[Available data — start]

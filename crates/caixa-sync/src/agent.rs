//! # Sync Agent
//!
//! Background task that decides *when* the outbox is drained.
//!
//! ## Triggers
//! ```text
//! ┌─────────────────────────────────────────────────────────────────────────┐
//! │                        SyncAgent loop                                   │
//! │                                                                         │
//! │   interval (60 s, first tick at start) ──┐                              │
//! │   handle.enqueue() / request_sync()  ────┼──► OutboxProcessor::try_sync │
//! │   probe: offline → online            ────┘            │                 │
//! │                                                       ▼                 │
//! │   shutdown ──► loop exits between passes        SyncStatus updated      │
//! │                                                 emitter notified        │
//! │                                                                         │
//! │  A pass that finds another pass running is skipped, so overlapping     │
//! │  triggers collapse into one delivery.                                  │
//! └─────────────────────────────────────────────────────────────────────────┘
//! ```

use chrono::{DateTime, Utc};
use serde::Serialize;
use std::sync::Arc;
use tokio::sync::{mpsc, Notify, RwLock};
use tokio::time::MissedTickBehavior;
use tracing::{debug, error, info, warn};

use caixa_core::{OutboxEntry, OutboxKind};
use caixa_db::Database;

use crate::config::{SyncConfig, SyncMode};
use crate::error::{SyncError, SyncResult};
use crate::outbox::{OutboxProcessor, SkipReason, SyncPass};
use crate::transport::{HttpTransport, SyncTransport};

// =============================================================================
// Sync Status
// =============================================================================

/// Current sync status for external queries.
#[derive(Debug, Clone, Default, Serialize)]
pub struct SyncStatus {
    pub mode: SyncMode,

    /// Result of the last connectivity probe or pass.
    pub online: bool,

    /// A pass is in flight.
    pub running: bool,

    pub pending_count: i64,

    /// End of the last pass that emptied the queue.
    pub last_sync: Option<DateTime<Utc>>,

    /// Failure that ended the last pass, cleared by a complete pass.
    pub last_error: Option<String>,
}

// =============================================================================
// Event Emitter Trait
// =============================================================================

/// Receives sync notifications for whatever UI is attached.
pub trait SyncEventEmitter: Send + Sync {
    fn emit_status(&self, status: &SyncStatus);

    fn emit_progress(&self, pending: i64, delivered: usize);

    fn emit_error(&self, message: &str);
}

/// No-op event emitter for headless runs and tests.
pub struct NoOpEmitter;

impl SyncEventEmitter for NoOpEmitter {
    fn emit_status(&self, _status: &SyncStatus) {}
    fn emit_progress(&self, _pending: i64, _delivered: usize) {}
    fn emit_error(&self, _message: &str) {}
}

// =============================================================================
// Sync Agent
// =============================================================================

pub struct SyncAgent {
    config: Arc<SyncConfig>,
    db: Database,
    /// Absent when no endpoint is configured; entries then only accumulate.
    processor: Option<OutboxProcessor>,
    status: Arc<RwLock<SyncStatus>>,
    emitter: Arc<dyn SyncEventEmitter>,
}

impl SyncAgent {
    /// Creates an agent delivering over HTTP to the configured endpoint.
    pub fn new(config: SyncConfig, db: Database) -> SyncResult<Self> {
        let transport: Option<Arc<dyn SyncTransport>> = match config.endpoint() {
            Some(endpoint) => Some(Arc::new(HttpTransport::new(
                endpoint,
                config.request_timeout(),
            )?)),
            None => {
                warn!("No sync endpoint configured, outbox will only accumulate");
                None
            }
        };

        Ok(Self::with_transport(config, db, transport, Arc::new(NoOpEmitter)))
    }

    /// Creates an agent with an explicit transport and emitter.
    pub fn with_transport(
        config: SyncConfig,
        db: Database,
        transport: Option<Arc<dyn SyncTransport>>,
        emitter: Arc<dyn SyncEventEmitter>,
    ) -> Self {
        let status = SyncStatus {
            mode: config.mode(),
            ..Default::default()
        };

        SyncAgent {
            processor: transport.map(|t| OutboxProcessor::new(db.clone(), t)),
            config: Arc::new(config),
            db,
            status: Arc::new(RwLock::new(status)),
            emitter,
        }
    }

    /// Starts the background loop (when sync is enabled) and returns the
    /// handle the register uses to enqueue and query status.
    pub async fn start(self) -> SyncResult<SyncAgentHandle> {
        let trigger = Arc::new(Notify::new());

        let pending = self.db.outbox().count_pending().await?;
        self.status.write().await.pending_count = pending;

        let shutdown_tx = match (&self.processor, self.config.is_sync_enabled()) {
            (Some(processor), true) => {
                info!(
                    mode = %self.config.mode(),
                    pending,
                    interval_secs = self.config.sync.interval_secs,
                    "Starting sync agent"
                );

                let (shutdown_tx, shutdown_rx) = mpsc::channel(1);
                tokio::spawn(Self::run(
                    processor.clone(),
                    self.config.clone(),
                    self.status.clone(),
                    self.emitter.clone(),
                    trigger.clone(),
                    shutdown_rx,
                ));
                Some(shutdown_tx)
            }
            (_, false) => {
                info!(pending, "Sync is disabled (mode: offline)");
                None
            }
            (None, true) => {
                info!(pending, "Sync agent idle: no endpoint");
                None
            }
        };

        Ok(SyncAgentHandle {
            db: self.db,
            trigger,
            status: self.status,
            shutdown_tx,
        })
    }

    /// Main loop.
    async fn run(
        processor: OutboxProcessor,
        config: Arc<SyncConfig>,
        status: Arc<RwLock<SyncStatus>>,
        emitter: Arc<dyn SyncEventEmitter>,
        trigger: Arc<Notify>,
        mut shutdown_rx: mpsc::Receiver<()>,
    ) {
        let mut interval = tokio::time::interval(config.interval());
        interval.set_missed_tick_behavior(MissedTickBehavior::Delay);

        let mut probe = tokio::time::interval(config.probe_interval());
        probe.set_missed_tick_behavior(MissedTickBehavior::Delay);
        probe.tick().await;

        let mut was_online = processor.is_online().await;
        status.write().await.online = was_online;

        loop {
            tokio::select! {
                _ = interval.tick() => {
                    debug!("Periodic sync");
                    Self::run_pass(&processor, &status, emitter.as_ref()).await;
                }

                _ = trigger.notified() => {
                    debug!("Sync requested");
                    Self::run_pass(&processor, &status, emitter.as_ref()).await;
                }

                _ = probe.tick() => {
                    let online = processor.is_online().await;
                    if online != was_online {
                        let snapshot = {
                            let mut s = status.write().await;
                            s.online = online;
                            s.clone()
                        };
                        emitter.emit_status(&snapshot);

                        if online {
                            info!("Connection restored, syncing");
                            Self::run_pass(&processor, &status, emitter.as_ref()).await;
                        } else {
                            info!("Connection lost, outbox will wait");
                        }
                    }
                    was_online = online;
                }

                _ = shutdown_rx.recv() => {
                    info!("Sync agent received shutdown");
                    break;
                }
            }
        }

        info!("Sync agent stopped");
    }

    async fn run_pass(
        processor: &OutboxProcessor,
        status: &RwLock<SyncStatus>,
        emitter: &dyn SyncEventEmitter,
    ) {
        status.write().await.running = true;

        let result = processor.try_sync().await;

        let snapshot = {
            let mut s = status.write().await;
            s.running = false;

            match &result {
                Ok(SyncPass::Ran(report)) => {
                    s.online = true;
                    s.pending_count = report.remaining;
                    if report.is_complete() {
                        s.last_sync = Some(Utc::now());
                        s.last_error = None;
                    } else {
                        s.last_error = report.error.clone();
                    }
                }
                Ok(SyncPass::Skipped {
                    reason: SkipReason::Offline,
                }) => {
                    s.online = false;
                }
                Ok(SyncPass::Skipped {
                    reason: SkipReason::AlreadyRunning,
                }) => {
                    // The pass in flight reports when it ends.
                    s.running = true;
                }
                Err(e) => {
                    error!(error = %e, "Sync pass failed on local storage");
                    s.last_error = Some(e.to_string());
                }
            }

            s.clone()
        };

        emitter.emit_status(&snapshot);
        if let Ok(SyncPass::Ran(report)) = &result {
            emitter.emit_progress(report.remaining, report.delivered);
            if let Some(message) = &report.error {
                emitter.emit_error(message);
            }
        }
    }
}

// =============================================================================
// Agent Handle (for the register)
// =============================================================================

/// Handle for the register: enqueue, trigger and status.
#[derive(Clone)]
pub struct SyncAgentHandle {
    db: Database,
    trigger: Arc<Notify>,
    status: Arc<RwLock<SyncStatus>>,
    shutdown_tx: Option<mpsc::Sender<()>>,
}

impl SyncAgentHandle {
    /// Appends an entry and asks for a pass.
    ///
    /// Durability does not depend on the network: the entry is committed
    /// before this returns, whether or not the agent is running.
    pub async fn enqueue(&self, kind: OutboxKind, payload: &str) -> SyncResult<OutboxEntry> {
        let entry = self.db.outbox().enqueue(kind, payload).await?;

        let pending = self.db.outbox().count_pending().await?;
        self.status.write().await.pending_count = pending;

        self.request_sync();
        Ok(entry)
    }

    /// Asks the agent for a pass as soon as possible. Requests made while a
    /// pass is queued collapse into it.
    pub fn request_sync(&self) {
        self.trigger.notify_one();
    }

    pub async fn status(&self) -> SyncStatus {
        self.status.read().await.clone()
    }

    pub fn is_active(&self) -> bool {
        self.shutdown_tx.as_ref().is_some_and(|tx| !tx.is_closed())
    }

    /// Signals the agent to stop after the current pass.
    pub async fn shutdown(&self) -> SyncResult<()> {
        match &self.shutdown_tx {
            Some(tx) => tx.send(()).await.map_err(|_| SyncError::ShuttingDown),
            None => Ok(()),
        }
    }
}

[Available data — finish]

__Assignment__: Wherever a line holds the word "remaining", copy that line out of the entries above.

__Exercise response__:
                    s.pending_count = report.remaining;
            emitter.emit_progress(report.remaining, report.delivered);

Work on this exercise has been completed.